The United States has been exploring a resumption of six-nation denuclearisation talks with North Korea but has insisted that Pyongyang respect a 2005 agreement at the talks to give up its atomic weapons.

"My hope is that we can find a way to move forward with the North, because it's in everyone's interest to try to get onto the next phase, which will be six-party talks," Davies told reporters Wednesday after landing in Beijing.

North Korea abandoned the six-nation talks in April 2009 because of what it described as US hostility, and conducted a nuclear test the following month to international condemnation.

The negotiations are chaired by China and also include Japan, the two Koreas, Russia and the United States.

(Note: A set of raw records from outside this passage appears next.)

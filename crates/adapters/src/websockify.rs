// SPDX-License-Identifier: BUSL-1.1
// Copyright (c) 2026 Alfred Jean LLC

//! The real Process Supervisor: spawns `websockify`, signals it natively,
//! and answers liveness/port/enumeration questions against the live OS
//! process table (`spec.md` §4.2).

use std::net::TcpListener;
use std::process::Stdio;
use std::time::Duration;

use async_trait::async_trait;
use nix::sys::signal::{self, Signal};
use nix::unistd::Pid;
use sysinfo::{ProcessExt, System, SystemExt};
use tokio::io::{AsyncBufReadExt, BufReader};
use tokio::process::Command;
use tokio::time::Instant;
use vnc_core::{BrokerError, Config, ProcessProbe};

use crate::supervisor::ProcessSupervisor;

/// Poll interval while waiting for a spawned process to bind its port, or
/// for a terminated process to actually exit.
const POLL_INTERVAL: Duration = Duration::from_millis(100);

pub struct WebsockifySupervisor {
    config: Config,
}

impl WebsockifySupervisor {
    pub fn new(config: Config) -> Self {
        WebsockifySupervisor { config }
    }

    /// Step (a) of PID resolution: websockify rarely prints anything useful
    /// once it daemonizes, but if it does emit a bare PID on the first
    /// line, take it at face value.
    async fn pid_from_spawn_output(&self, child: &mut tokio::process::Child) -> Option<u32> {
        let stdout = child.stdout.take()?;
        let mut reader = BufReader::new(stdout);
        let mut line = String::new();
        match tokio::time::timeout(Duration::from_millis(200), reader.read_line(&mut line)).await
        {
            Ok(Ok(n)) if n > 0 => line.trim().parse::<u32>().ok(),
            _ => None,
        }
    }

    /// Step (b): the native equivalent of `lsof -ti :ws_port` — find the
    /// listening socket's inode in `/proc/net/tcp`, then find the pid
    /// holding that inode open as a file descriptor. Port-binding evidence
    /// is authoritative regardless of the owning process's name or
    /// arguments, unlike step (c)'s cmdline scan.
    fn pid_from_port_probe(&self, ws_port: u16) -> Option<u32> {
        let inode = Self::listening_socket_inode(ws_port)?;
        Self::pid_owning_socket_inode(inode)
    }

    /// Scan `/proc/net/tcp` for a socket in `LISTEN` state (`st == 0A`)
    /// bound to `ws_port`, returning its inode.
    fn listening_socket_inode(ws_port: u16) -> Option<u64> {
        let contents = std::fs::read_to_string("/proc/net/tcp").ok()?;
        let port_hex = format!("{ws_port:04X}");
        contents.lines().skip(1).find_map(|line| {
            let fields: Vec<&str> = line.split_whitespace().collect();
            let (_, local_port) = fields.get(1)?.split_once(':')?;
            let state = *fields.get(3)?;
            if state == "0A" && local_port.eq_ignore_ascii_case(&port_hex) {
                fields.get(9)?.parse::<u64>().ok()
            } else {
                None
            }
        })
    }

    /// Scan `/proc/<pid>/fd/*` for a `socket:[inode]` symlink matching
    /// `inode`, returning its owning pid.
    fn pid_owning_socket_inode(inode: u64) -> Option<u32> {
        let target = format!("socket:[{inode}]");
        let proc_entries = std::fs::read_dir("/proc").ok()?;
        for proc_entry in proc_entries.flatten() {
            let Some(pid) = proc_entry
                .file_name()
                .to_str()
                .and_then(|name| name.parse::<u32>().ok())
            else {
                continue;
            };
            let Ok(fd_entries) = std::fs::read_dir(proc_entry.path().join("fd")) else {
                continue;
            };
            for fd_entry in fd_entries.flatten() {
                if let Ok(link) = std::fs::read_link(fd_entry.path()) {
                    if link.to_string_lossy() == target {
                        return Some(pid);
                    }
                }
            }
        }
        None
    }

    /// Step (c): the broader cmdline scan used generally for adoption
    /// (`spec.md` §4.2 `EnumerateWebsockify`), filtered to the port we
    /// just asked for. Fallback of last resort when step (b)'s stricter
    /// match finds nothing (e.g. the binary name itself doesn't literally
    /// contain "websockify" but the noVNC markers still do).
    fn pid_from_cmdline_scan(&self, ws_port: u16) -> Option<u32> {
        self.enumerate_websockify()
            .into_iter()
            .find(|(_, port)| *port == ws_port)
            .map(|(pid, _)| pid)
    }

    async fn wait_until_dead(&self, pid: u32, timeout: Duration) -> bool {
        let deadline = Instant::now() + timeout;
        loop {
            if !self.is_alive(pid) {
                return true;
            }
            if Instant::now() >= deadline {
                return false;
            }
            tokio::time::sleep(POLL_INTERVAL).await;
        }
    }
}

#[async_trait]
impl ProcessSupervisor for WebsockifySupervisor {
    async fn spawn(
        &self,
        vm_name: &str,
        vnc_host: &str,
        vnc_port: u16,
        ws_port: u16,
    ) -> Result<u32, BrokerError> {
        let mut cmd = Command::new("websockify");
        cmd.arg("-D")
            .arg("--run-once")
            .arg("--web")
            .arg(&self.config.novnc_web_root)
            .arg(ws_port.to_string())
            .arg(format!("{vnc_host}:{vnc_port}"))
            .stdout(Stdio::piped())
            .stderr(Stdio::null());

        let spawn_failed = |reason: String| BrokerError::SpawnFailed {
            vm_name: vm_name.to_string(),
            reason,
        };

        let mut child = cmd
            .spawn()
            .map_err(|e| spawn_failed(format!("spawning websockify: {e}")))?;

        if let Some(pid) = self.pid_from_spawn_output(&mut child).await {
            return Ok(pid);
        }

        let deadline = Instant::now() + Duration::from_millis(self.config.spawn_timeout_ms);
        while Instant::now() < deadline {
            if let Some(pid) = self.pid_from_port_probe(ws_port) {
                return Ok(pid);
            }
            if let Some(pid) = self.pid_from_cmdline_scan(ws_port) {
                return Ok(pid);
            }
            tokio::time::sleep(POLL_INTERVAL).await;
        }

        Err(spawn_failed(format!(
            "could not resolve websockify pid for ws_port {ws_port} within {}ms",
            self.config.spawn_timeout_ms
        )))
    }

    async fn terminate(&self, pid: u32) -> Result<(), BrokerError> {
        if !self.is_alive(pid) {
            return Ok(());
        }

        let nix_pid = Pid::from_raw(pid as i32);
        let _ = signal::kill(nix_pid, Signal::SIGTERM);
        if self
            .wait_until_dead(pid, Duration::from_millis(self.config.grace_ms))
            .await
        {
            return Ok(());
        }

        tracing::warn!(pid, "websockify did not exit within grace period, sending SIGKILL");
        let _ = signal::kill(nix_pid, Signal::SIGKILL);
        if self
            .wait_until_dead(pid, Duration::from_millis(self.config.kill_ms))
            .await
        {
            return Ok(());
        }

        tracing::error!(pid, "websockify still alive after SIGKILL");
        Err(BrokerError::TerminateFailed { pid })
    }
}

impl ProcessProbe for WebsockifySupervisor {
    fn is_alive(&self, pid: u32) -> bool {
        // Signal 0: delivery checks existence/permission without sending
        // anything. EPERM still means the process exists.
        match signal::kill(Pid::from_raw(pid as i32), None) {
            Ok(()) => true,
            Err(nix::errno::Errno::EPERM) => true,
            Err(_) => false,
        }
    }

    fn is_port_free_os(&self, ws_port: u16) -> bool {
        TcpListener::bind(("127.0.0.1", ws_port)).is_ok()
    }

    fn enumerate_websockify(&self) -> Vec<(u32, u16)> {
        let mut system = System::new();
        system.refresh_processes();
        let port_min = self.config.port_min;
        let port_max = self.config.port_max;

        system
            .processes()
            .values()
            .filter_map(|process| {
                let cmd = process.cmd();
                if cmd.is_empty() {
                    return None;
                }
                let joined = cmd.join(" ").to_lowercase();
                if !joined.contains("websockify") || !joined.contains("novnc") {
                    return None;
                }
                let port = cmd.iter().find_map(|arg| {
                    arg.parse::<u16>()
                        .ok()
                        .filter(|p| (port_min..=port_max).contains(p))
                })?;
                Some((process.pid().as_u32(), port))
            })
            .collect()
    }
}

#[cfg(test)]
#[path = "websockify_tests.rs"]
mod tests;
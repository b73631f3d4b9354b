// SPDX-License-Identifier: BUSL-1.1
// Copyright (c) 2026 Alfred Jean LLC

use super::BrokerError;

#[yare::parameterized(
    pool_exhausted = { BrokerError::PoolExhausted, "VNC port pool exhausted (no free ports in range)" },
    not_allocated = { BrokerError::NotAllocated(6100), "port 6100 has no allocation to promote" },
    terminate_failed = { BrokerError::TerminateFailed { pid: 42 }, "failed to terminate websockify process 42" },
)]
fn display_message(err: BrokerError, expected: &str) {
    assert_eq!(err.to_string(), expected);
}

#[test]
fn spawn_failed_includes_vm_name_and_reason() {
    let err = BrokerError::SpawnFailed {
        vm_name: "vmA".to_string(),
        reason: "no PID resolved".to_string(),
    };
    let message = err.to_string();
    assert!(message.contains("vmA"));
    assert!(message.contains("no PID resolved"));
}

Thursday's talks between the North and the United States are the third since July. The two sides were scheduled to meet in December, but the plan was shelved after Kim's death on December 17 and the subsequent transition of power to his son Kim Jong-Un.

"What precisely his (Kim Jong-Un's) policies are, in what direction he wants to take his country -- all of these are unknowns at this stage," Davies said.

"I find it a positive sign that relatively soon after the beginning of the transition in North Korea, the DPRK (Democratic People's Republic of Korea) has chosen to get back to the table with us. That's a good thing."

Analysts say Pyongyang -- which has said it wants to return to the six-party talks, albeit without any preconditions -- may be eager to resume discussions with Washington to show the regime is operating as it was before Kim's death.

The United States insists that Pyongyang must take steps to shut down its uranium enrichment facilities and ease tensions with South Korea before restarting the multilateral forum.

Analysts suggest that if North Korea agrees to these preconditions, the United States will also pledge to provide much-needed food assistance to the impoverished country.

China -- North Korea's main ally -- is also keen for the six-party talks to resume, and foreign ministry spokesman Hong Lei on Thursday said dialogue was the "only way out" of the current impasse.

"China... would like to make concerted efforts with all relevant parties to press ahead with denuclearisation on the Korean Peninsula as well as resumption of the six-party talks," he told reporters.

Davies, who is accompanied by Clifford Hart -- US special envoy for the six-party talks -- will also meet his Chinese counterpart Wu Dawei on his trip to China, and is scheduled to go to South Korea on Saturday.